- _What the task requires_
Below are the records; count how many of their lines contain the word "candidates" and give that number only.

- _Data supplied_
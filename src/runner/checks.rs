//! Check recording and assertion helpers used by the suites

use super::events::{EventEmitter, RunEvent};
use super::state::{CheckDetails, SuiteState};
use super::RunOptions;
use crate::catalog::ScenarioCatalog;
use crate::driver::common::sanitize_file_name;
use crate::driver::{PageDriver, Selector};
use crate::utils::Config;

/// A failed assertion, with optional diagnostics
#[derive(Debug, thiserror::Error)]
#[error("{message}")]
pub struct CheckFailure {
    pub message: String,
    pub details: Option<CheckDetails>,
}

impl CheckFailure {
    pub fn new(message: impl Into<String>) -> Self {
        Self {
            message: message.into(),
            details: None,
        }
    }

    pub fn with_details(mut self, details: CheckDetails) -> Self {
        self.details = Some(details);
        self
    }
}

impl From<anyhow::Error> for CheckFailure {
    fn from(e: anyhow::Error) -> Self {
        Self::new(format!("{:#}", e))
    }
}

/// `Ok` carries diagnostics worth keeping for passed checks
pub type CheckResult = Result<Option<CheckDetails>, CheckFailure>;

pub fn ensure(condition: bool, message: impl Into<String>) -> Result<(), CheckFailure> {
    if condition {
        Ok(())
    } else {
        Err(CheckFailure::new(message))
    }
}

/// Fail unless `body` contains every needle; lists all that are missing
pub fn expect_body_contains<S: AsRef<str>>(body: &str, needles: &[S]) -> Result<(), CheckFailure> {
    let missing: Vec<&str> = needles
        .iter()
        .map(|n| n.as_ref())
        .filter(|n| !body.contains(n))
        .collect();
    ensure(
        missing.is_empty(),
        format!("Page text is missing: {}", missing.join(", ")),
    )
}

pub async fn expect_present(
    page: &dyn PageDriver,
    selector: &Selector,
    what: &str,
) -> Result<(), CheckFailure> {
    let found = page.exists(selector).await?;
    ensure(found, format!("{} should exist ({})", what, selector))
}

pub async fn body_text(page: &dyn PageDriver) -> Result<String, CheckFailure> {
    Ok(page.read_text(&Selector::css("body")).await?)
}

/// Everything a suite needs while it runs inside one session
pub struct SuiteRun<'a> {
    pub page: &'a dyn PageDriver,
    pub config: &'a Config,
    pub catalog: &'a ScenarioCatalog,
    pub options: &'a RunOptions,
    pub state: &'a mut SuiteState,
    pub emitter: &'a EventEmitter,
}

impl<'a> SuiteRun<'a> {
    /// Start a named check
    pub fn begin(&mut self, name: &str) -> usize {
        let index = self.state.begin_check(name);
        self.emitter.emit(RunEvent::CheckStarted {
            suite_name: self.state.suite_name.clone(),
            index,
            check: name.to_string(),
        });
        index
    }

    /// Record the outcome of a check started with [`SuiteRun::begin`]
    pub async fn end(&mut self, index: usize, result: CheckResult) -> bool {
        let screenshot = match &result {
            Err(_) if self.options.snapshot => self.capture(index).await,
            _ => None,
        };

        let suite_name = self.state.suite_name.clone();
        let Some(check) = self.state.check_mut(index) else {
            return false;
        };
        check.screenshot_path = screenshot;

        let passed = match result {
            Ok(details) => {
                check.details = details;
                check.pass();
                true
            }
            Err(failure) => {
                check.details = failure.details;
                check.fail(failure.message);
                false
            }
        };

        let duration_ms = check.duration_ms.unwrap_or(0);
        let event = match &check.status {
            super::CheckStatus::Failed { error } => RunEvent::CheckFailed {
                suite_name,
                index,
                error: error.clone(),
                duration_ms,
            },
            _ => RunEvent::CheckPassed {
                suite_name,
                index,
                duration_ms,
            },
        };
        self.emitter.emit(event);
        passed
    }

    pub fn log(&self, message: impl Into<String>) {
        let message = message.into();
        log::info!("{}", message);
        self.emitter.log(message);
    }

    async fn capture(&self, index: usize) -> Option<String> {
        let file = format!(
            "{}_{:02}.png",
            sanitize_file_name(&self.state.suite_name),
            index + 1
        );
        let path = self.options.output_dir.join("screenshots").join(file);
        match self.page.screenshot(&path).await {
            Ok(()) => Some(path.to_string_lossy().to_string()),
            Err(e) => {
                log::warn!("Failure screenshot not saved: {:#}", e);
                None
            }
        }
    }
}

#[cfg(test)]
mod tests {
    use super::*;
    use crate::driver::fake::ScriptedPage;

    #[test]
    fn test_expect_body_contains_lists_missing() {
        let body = "Choose your AI Employee Executive Assistant QA Engineer";
        assert!(expect_body_contains(body, &["Executive Assistant", "QA Engineer"]).is_ok());
        let err = expect_body_contains(body, &["QA Engineer", "Recruiter", "Copywriter"]).unwrap_err();
        assert_eq!(err.message, "Page text is missing: Recruiter, Copywriter");
    }

    #[tokio::test]
    async fn test_expect_present() {
        let page = ScriptedPage::new().with_element("textarea");
        assert!(expect_present(&page, &Selector::css("textarea"), "Chat input")
            .await
            .is_ok());
        let err = expect_present(&page, &Selector::css("a[href*=\"terms\"]"), "Terms link")
            .await
            .unwrap_err();
        assert!(err.message.starts_with("Terms link should exist"));
    }

    #[test]
    fn test_anyhow_converts_with_context_chain() {
        let err = anyhow::anyhow!("timeout").context("Failed to read page text");
        let failure = CheckFailure::from(err);
        assert_eq!(failure.message, "Failed to read page text: timeout");
    }
}
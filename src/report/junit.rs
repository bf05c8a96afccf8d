use super::types::RunResults;
use crate::runner::state::{CheckReport, CheckStatus, SuiteReport, SuiteStatus};
use anyhow::Result;
use quick_xml::events::{BytesDecl, BytesEnd, BytesStart, BytesText, Event};
use quick_xml::Writer;
use std::io::Cursor;
use std::path::Path;

fn seconds(ms: Option<u64>) -> String {
    (ms.unwrap_or(0) as f64 / 1000.0).to_string()
}

/// Generate a JUnit XML document: one `<testsuite>` per suite, one
/// `<testcase>` per check
pub fn generate_junit_xml(results: &RunResults) -> Result<String> {
    let mut writer = Writer::new(Cursor::new(Vec::new()));

    writer.write_event(Event::Decl(BytesDecl::new("1.0", Some("UTF-8"), None)))?;

    let summary = &results.summary;
    let setup_failures = results
        .suites
        .iter()
        .filter(|s| s.checks.is_empty() && s.status == SuiteStatus::Failed)
        .count() as u32;

    let mut suites_start = BytesStart::new("testsuites");
    suites_start.push_attribute(("name", "chatflow-tester"));
    suites_start.push_attribute((
        "tests",
        (summary.total_checks + setup_failures).to_string().as_str(),
    ));
    suites_start.push_attribute((
        "failures",
        (summary.failed + setup_failures).to_string().as_str(),
    ));
    suites_start.push_attribute(("skipped", summary.skipped.to_string().as_str()));
    suites_start.push_attribute(("time", seconds(summary.total_duration_ms).as_str()));
    writer.write_event(Event::Start(suites_start))?;

    for suite in &results.suites {
        write_suite(&mut writer, suite, &results.generated_at)?;
    }

    writer.write_event(Event::End(BytesEnd::new("testsuites")))?;

    let xml = String::from_utf8(writer.into_inner().into_inner())?;
    Ok(xml)
}

fn write_suite<W: std::io::Write>(
    writer: &mut Writer<W>,
    suite: &SuiteReport,
    timestamp: &str,
) -> Result<()> {
    let failed = suite
        .checks
        .iter()
        .filter(|c| matches!(c.status, CheckStatus::Failed { .. }))
        .count();
    let skipped = suite
        .checks
        .iter()
        .filter(|c| matches!(c.status, CheckStatus::Skipped { .. }))
        .count();
    // Provisioning failures show up as one failing case
    let setup_failed = suite.checks.is_empty() && suite.status == SuiteStatus::Failed;
    let tests = suite.checks.len() + usize::from(setup_failed);

    let mut start = BytesStart::new("testsuite");
    start.push_attribute(("name", suite.suite_name.as_str()));
    start.push_attribute(("tests", tests.to_string().as_str()));
    start.push_attribute((
        "failures",
        (failed + usize::from(setup_failed)).to_string().as_str(),
    ));
    start.push_attribute(("skipped", skipped.to_string().as_str()));
    if let Some(id) = &suite.session_id {
        start.push_attribute(("id", id.as_str()));
    }
    start.push_attribute(("time", seconds(suite.total_duration_ms).as_str()));
    start.push_attribute(("timestamp", timestamp));
    writer.write_event(Event::Start(start))?;

    if setup_failed {
        let message = suite.error.as_deref().unwrap_or("Suite failed before any check");
        let mut case = BytesStart::new("testcase");
        case.push_attribute(("name", "Session setup"));
        case.push_attribute(("classname", suite.suite_name.as_str()));
        writer.write_event(Event::Start(case))?;
        write_failure(writer, message, "ProvisionError")?;
        writer.write_event(Event::End(BytesEnd::new("testcase")))?;
    }

    for check in &suite.checks {
        write_test_case(writer, &suite.suite_name, check)?;
    }

    if let Some(error) = suite.error.as_deref().filter(|_| !setup_failed) {
        writer.write_event(Event::Start(BytesStart::new("system-err")))?;
        writer.write_event(Event::Text(BytesText::new(error)))?;
        writer.write_event(Event::End(BytesEnd::new("system-err")))?;
    }

    writer.write_event(Event::End(BytesEnd::new("testsuite")))?;
    Ok(())
}

fn write_test_case<W: std::io::Write>(
    writer: &mut Writer<W>,
    suite_name: &str,
    check: &CheckReport,
) -> Result<()> {
    let mut case_start = BytesStart::new("testcase");
    case_start.push_attribute(("name", check.name.as_str()));
    case_start.push_attribute(("classname", suite_name));
    case_start.push_attribute(("time", seconds(check.duration_ms).as_str()));
    writer.write_event(Event::Start(case_start))?;

    match &check.status {
        CheckStatus::Failed { error } => write_failure(writer, error, "AssertionError")?,
        CheckStatus::Skipped { reason } => {
            let mut skip = BytesStart::new("skipped");
            skip.push_attribute(("message", reason.as_str()));
            writer.write_event(Event::Empty(skip))?;
        }
        _ => {}
    }

    if let Some(details) = &check.details {
        let out = format!(
            "policy: {}\nmatched: {}\nmissed: {}\nresponse length: {}\npreview: {}",
            details.policy,
            details.matched.join(", "),
            details.missed.join(", "),
            details.response_len,
            details.preview
        );
        writer.write_event(Event::Start(BytesStart::new("system-out")))?;
        writer.write_event(Event::Text(BytesText::new(&out)))?;
        writer.write_event(Event::End(BytesEnd::new("system-out")))?;
    }

    writer.write_event(Event::End(BytesEnd::new("testcase")))?;
    Ok(())
}

fn write_failure<W: std::io::Write>(writer: &mut Writer<W>, message: &str, kind: &str) -> Result<()> {
    let mut fail_start = BytesStart::new("failure");
    fail_start.push_attribute(("message", message));
    fail_start.push_attribute(("type", kind));
    writer.write_event(Event::Start(fail_start))?;
    writer.write_event(Event::Text(BytesText::new(message)))?;
    writer.write_event(Event::End(BytesEnd::new("failure")))?;
    Ok(())
}

/// Write `junit.xml` into the output directory
pub fn write_report(results: &RunResults, output_dir: &Path) -> Result<()> {
    let xml = generate_junit_xml(results)?;
    let path = output_dir.join("junit.xml");
    std::fs::write(&path, xml)?;
    println!("    Generated JUnit report: {}", path.display());
    Ok(())
}
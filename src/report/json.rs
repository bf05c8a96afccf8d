use super::types::RunResults;
use anyhow::{Context, Result};
use std::path::Path;

/// Write `results` as pretty JSON, or print it when no path is given
pub fn generate(results: &RunResults, output: Option<&Path>) -> Result<()> {
    let json = serde_json::to_string_pretty(results)?;

    if let Some(path) = output {
        std::fs::write(path, json)
            .with_context(|| format!("Failed to write {}", path.display()))?;
        println!("JSON report saved to: {}", path.display());
    } else {
        println!("{}", json);
    }

    Ok(())
}

/// Read a `results.json` written by an earlier run
pub fn load(path: &Path) -> Result<RunResults> {
    let content = std::fs::read_to_string(path)
        .with_context(|| format!("Failed to read results file {}", path.display()))?;
    serde_json::from_str(&content)
        .with_context(|| format!("Invalid results file {}", path.display()))
}
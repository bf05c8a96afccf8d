use anyhow::Result;
use async_trait::async_trait;
use std::path::Path;

/// Element selector for page elements
#[derive(Debug, Clone, PartialEq, Eq)]
pub enum Selector {
    /// Raw CSS selector (may carry Playwright pseudo-classes such as `:has-text`)
    Css(String),
    /// Element whose visible text matches
    Text(String),
    /// Button containing the given text
    ButtonText(String),
    /// First element matching any of the candidates, in document order
    AnyOf(Vec<Selector>),
}

impl Selector {
    pub fn css(css: impl Into<String>) -> Self {
        Selector::Css(css.into())
    }

    pub fn text(text: impl Into<String>) -> Self {
        Selector::Text(text.into())
    }

    pub fn button(text: impl Into<String>) -> Self {
        Selector::ButtonText(text.into())
    }

    /// Convert to a Playwright selector string
    pub fn to_playwright(&self) -> String {
        match self {
            Selector::Css(css) => css.clone(),
            Selector::Text(text) => format!("text={}", text),
            Selector::ButtonText(text) => format!("button:has-text(\"{}\")", text),
            Selector::AnyOf(candidates) => candidates
                .iter()
                .map(|c| match c {
                    // `text=` engine can't be part of a selector list
                    Selector::Text(t) => format!(":text(\"{}\")", t),
                    other => other.to_playwright(),
                })
                .collect::<Vec<_>>()
                .join(", "),
        }
    }
}

impl std::fmt::Display for Selector {
    fn fmt(&self, f: &mut std::fmt::Formatter<'_>) -> std::fmt::Result {
        f.write_str(&self.to_playwright())
    }
}

/// When a navigation is considered done
#[derive(Debug, Clone, Copy, PartialEq, Eq, Default)]
pub enum LoadPolicy {
    #[default]
    DomContentLoaded,
    Load,
    NetworkIdle,
}

/// Page-level driver interface
///
/// The primitive set the navigator, detector and suites are written against.
/// Any backend that can drive one page of a remote browser can implement it;
/// the production implementation is [`crate::driver::web::WebPage`].
#[async_trait]
pub trait PageDriver: Send + Sync {
    /// Navigate to a URL
    ///
    /// # Arguments
    /// * `url` - Absolute URL
    /// * `policy` - Load state to wait for
    /// * `timeout_ms` - Navigation timeout
    async fn navigate(&self, url: &str, policy: LoadPolicy, timeout_ms: u64) -> Result<()>;

    /// Fill an input field, replacing its value
    async fn fill(&self, selector: &Selector, value: &str) -> Result<()>;

    /// Click the first element matching the selector
    async fn click(&self, selector: &Selector) -> Result<()>;

    /// Click the n-th (0-based) element matching the selector
    async fn click_nth(&self, selector: &Selector, index: usize) -> Result<()>;

    /// Press a key while the matched element has focus
    async fn press(&self, selector: &Selector, key: &str) -> Result<()>;

    /// Check whether at least one element matches
    async fn exists(&self, selector: &Selector) -> Result<bool>;

    /// Text content of the first matching element, or empty string if not found
    async fn read_text(&self, selector: &Selector) -> Result<String>;

    /// Text content of every matching element, in document order
    async fn read_all_texts(&self, selector: &Selector) -> Result<Vec<String>>;

    /// Attribute value of the first matching element
    async fn attribute(&self, selector: &Selector, name: &str) -> Result<Option<String>>;

    /// Evaluate a script in the page with a JSON argument
    async fn evaluate(&self, script: &str, arg: serde_json::Value) -> Result<serde_json::Value>;

    /// Evaluate `el => ...` against the first matching element
    ///
    /// # Returns
    /// `None` when nothing matches
    async fn evaluate_on(&self, selector: &Selector, script: &str)
        -> Result<Option<serde_json::Value>>;

    /// Current page URL
    async fn current_url(&self) -> Result<String>;

    /// Save a screenshot to the given path
    async fn screenshot(&self, path: &Path) -> Result<()>;

    /// Suspend for the given number of milliseconds
    async fn sleep(&self, ms: u64);

    /// Detach from the page and its browser
    async fn close(&self) -> Result<()> {
        Ok(())
    }
}

/// Opens a page driver for a remote browser endpoint
#[async_trait]
pub trait PageConnector: Send + Sync {
    async fn connect(&self, endpoint: &str) -> Result<Box<dyn PageDriver>>;
}

#[cfg(test)]
mod tests {
    use super::*;

    #[test]
    fn test_selector_to_playwright() {
        assert_eq!(Selector::text("Founder").to_playwright(), "text=Founder");
        assert_eq!(
            Selector::button("Continue").to_playwright(),
            r#"button:has-text("Continue")"#
        );
        let any = Selector::AnyOf(vec![
            Selector::css("textarea"),
            Selector::css("[contenteditable=\"true\"]"),
            Selector::text("Send"),
        ]);
        assert_eq!(
            any.to_playwright(),
            r#"textarea, [contenteditable="true"], :text("Send")"#
        );
    }
}
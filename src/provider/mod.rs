//! Remote browser session provisioning
//!
//! A provider hands out isolated browser environments reachable over CDP.
//! Sessions are single-owner: whoever creates one releases it, see
//! [`scope::with_session`].

#[cfg(test)]
pub mod fake;
pub mod http;
pub mod scope;

use anyhow::Result;
use async_trait::async_trait;
use chrono::{DateTime, Utc};
use serde::{Deserialize, Serialize};

pub use http::HttpSessionProvider;
pub use scope::with_session;

/// A provisioned remote browser environment
#[derive(Debug, Clone, Serialize, Deserialize)]
pub struct RemoteSession {
    pub id: String,
    /// CDP endpoint for the remote browser
    pub connect_url: String,
    pub created_at: DateTime<Utc>,
}

/// Provisioning failures callers may want to branch on
#[derive(Debug, thiserror::Error)]
pub enum ProvisionError {
    #[error("Failed to create session: {payload}")]
    MissingConnectUrl { payload: String },

    #[error("Provider returned HTTP {status}: {body}")]
    Http { status: u16, body: String },

    #[error("No provider credential configured (set SEAT_TOKEN)")]
    MissingCredential,
}

/// Remote session provider interface
#[async_trait]
pub trait SessionProvider: Send + Sync {
    /// Open a new isolated browser environment
    ///
    /// # Arguments
    /// * `purpose` - Free-form label shown in the provider's dashboard
    async fn create(&self, purpose: &str) -> Result<RemoteSession>;

    /// Release a session; returns the provider's acknowledgement payload
    async fn destroy(&self, session_id: &str) -> Result<serde_json::Value>;
}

- _Answer below_
2